Exercise materials.

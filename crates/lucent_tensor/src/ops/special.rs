use super::InputMeta;
use crate::{Function, Tensor};
use lucent_core::{dense::DenseArray, error::Result};

pub struct Exp;

impl Function for Exp {
    type Cache = DenseArray;

    fn name(&self) -> &'static str {
        "exp"
    }

    fn arity(&self) -> usize {
        1
    }

    fn forward(&self, inputs: &[DenseArray], track: bool) -> Result<(DenseArray, Option<Self::Cache>)> {
        let output = inputs[0].exp();
        let cache = track.then(|| output.clone());
        Ok((output, cache))
    }

    fn backward(&self, result: &Self::Cache, grad: &DenseArray, needs_grad: &[bool]) -> Result<Vec<Option<DenseArray>>> {
        if !needs_grad[0] {
            return Ok(vec![None]);
        }
        // result has the input's shape and dtype
        Ok(vec![Some(InputMeta::of(result).reduce(&grad.mul(&result.conj())?)?)])
    }
}

/// `exp(i·x)` of a real array.
pub struct Expc;

impl Function for Expc {
    type Cache = DenseArray;

    fn name(&self) -> &'static str {
        "expc"
    }

    fn arity(&self) -> usize {
        1
    }

    fn forward(&self, inputs: &[DenseArray], track: bool) -> Result<(DenseArray, Option<Self::Cache>)> {
        let output = inputs[0].expc()?;
        let cache = track.then(|| output.clone());
        Ok((output, cache))
    }

    fn backward(&self, result: &Self::Cache, grad: &DenseArray, needs_grad: &[bool]) -> Result<Vec<Option<DenseArray>>> {
        if !needs_grad[0] {
            return Ok(vec![None]);
        }
        Ok(vec![Some(grad.mul(&result.conj())?.imag())])
    }
}

/// `|x|²`, real for real and complex inputs alike.
pub struct AbsSquare;

impl Function for AbsSquare {
    type Cache = DenseArray;

    fn name(&self) -> &'static str {
        "abs_square"
    }

    fn arity(&self) -> usize {
        1
    }

    fn forward(&self, inputs: &[DenseArray], track: bool) -> Result<(DenseArray, Option<Self::Cache>)> {
        Ok((inputs[0].abs_square(), track.then(|| inputs[0].clone())))
    }

    fn backward(&self, input: &Self::Cache, grad: &DenseArray, needs_grad: &[bool]) -> Result<Vec<Option<DenseArray>>> {
        if !needs_grad[0] {
            return Ok(vec![None]);
        }
        let local = grad.real().mul(input)?.mul_scalar(2.0);
        Ok(vec![Some(InputMeta::of(input).reduce(&local)?)])
    }
}

impl Tensor {
    pub fn exp(&self) -> Tensor {
        Tensor::from_function(Exp, vec![self.clone()])
    }

    /// `cos x + i·sin x`. Fails at evaluation if `self` is complex.
    pub fn expc(&self) -> Tensor {
        Tensor::from_function(Expc, vec![self.clone()])
    }

    pub fn abs_square(&self) -> Tensor {
        Tensor::from_function(AbsSquare, vec![self.clone()])
    }
}
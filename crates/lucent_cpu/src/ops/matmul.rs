use crate::element::Element;
use rayon::prelude::*;

/// `c[m, n] = sum_k a[m, k] * b[k, n]` for contiguous row-major operands.
pub fn matmul<T: Element>(m: usize, k: usize, n: usize, a: &[T], b: &[T], c: &mut [T]) {
    if m == 0 || n == 0 {
        return;
    }

    c.par_chunks_mut(n).enumerate().for_each(|(m_idx, c_row)| {
        let a_row = &a[m_idx * k..(m_idx + 1) * k];
        for (n_idx, c_val) in c_row.iter_mut().enumerate() {
            let mut acc = T::zero();
            for (k_idx, &a_val) in a_row.iter().enumerate() {
                acc = acc + a_val * b[k_idx * n + n_idx];
            }
            *c_val = acc;
        }
    });
}
pub mod blueprint;
pub mod lbfgsb;
pub mod options;
pub mod result;

pub use blueprint::{Blueprint, ParamTable};
pub use lbfgsb::{Objective, Status};
pub use options::{Bound, OptimizeOptions};
pub use result::OptimizeResult;

use lucent_core::error::{Error, Result};
use lucent_tensor::Tensor;

/// Minimizes the scalar `cost` over `params`.
///
/// Parameters must be real leaves with gradient tracking. On return they hold
/// the final solution, whether or not the solver converged; check
/// [`OptimizeResult::success`].
pub fn optimize(cost: &Tensor, params: &[Tensor], options: &OptimizeOptions) -> Result<OptimizeResult> {
    let shape = cost.shape()?;
    if shape.iter().product::<usize>() != 1 {
        return Err(Error::NonScalarCost { shape });
    }

    let mut blueprint = Blueprint::new(cost, params, options.analytic_grad)?;
    if let Some(bounds) = &options.bounds {
        blueprint = blueprint.with_bounds(bounds);
    }
    let x0 = blueprint.table().gather()?;
    log::info!(
        "optimizing {} values over {} parameters ({} gradient)",
        x0.len(),
        params.len(),
        if options.analytic_grad { "analytic" } else { "finite difference" }
    );

    let solution = lbfgsb::minimize(&mut blueprint, &x0, options.bounds.as_deref(), options)?;
    blueprint.table().scatter(&solution.x)?;

    let nfev = solution.nfev + blueprint.extra_evaluations();
    let result = OptimizeResult {
        success: solution.status.is_converged(),
        status: solution.status.code(),
        message: solution.status.message().to_string(),
        x: solution.x,
        fun: solution.fun,
        jac: solution.jac,
        nfev,
        njev: solution.njev,
        nit: solution.nit,
    };

    if result.success {
        log::info!("{} after {} iterations, f = {:e}", result.message, result.nit, result.fun);
    } else {
        log::warn!("optimization did not converge: {} (f = {:e})", result.message, result.fun);
    }
    Ok(result)
}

Prompt. Return a copy of each line in the entries that contains "local".

Task response.
        let local = grad.real().mul(input)?.mul_scalar(2.0);
        Ok(vec![Some(InputMeta::of(input).reduce(&local)?)])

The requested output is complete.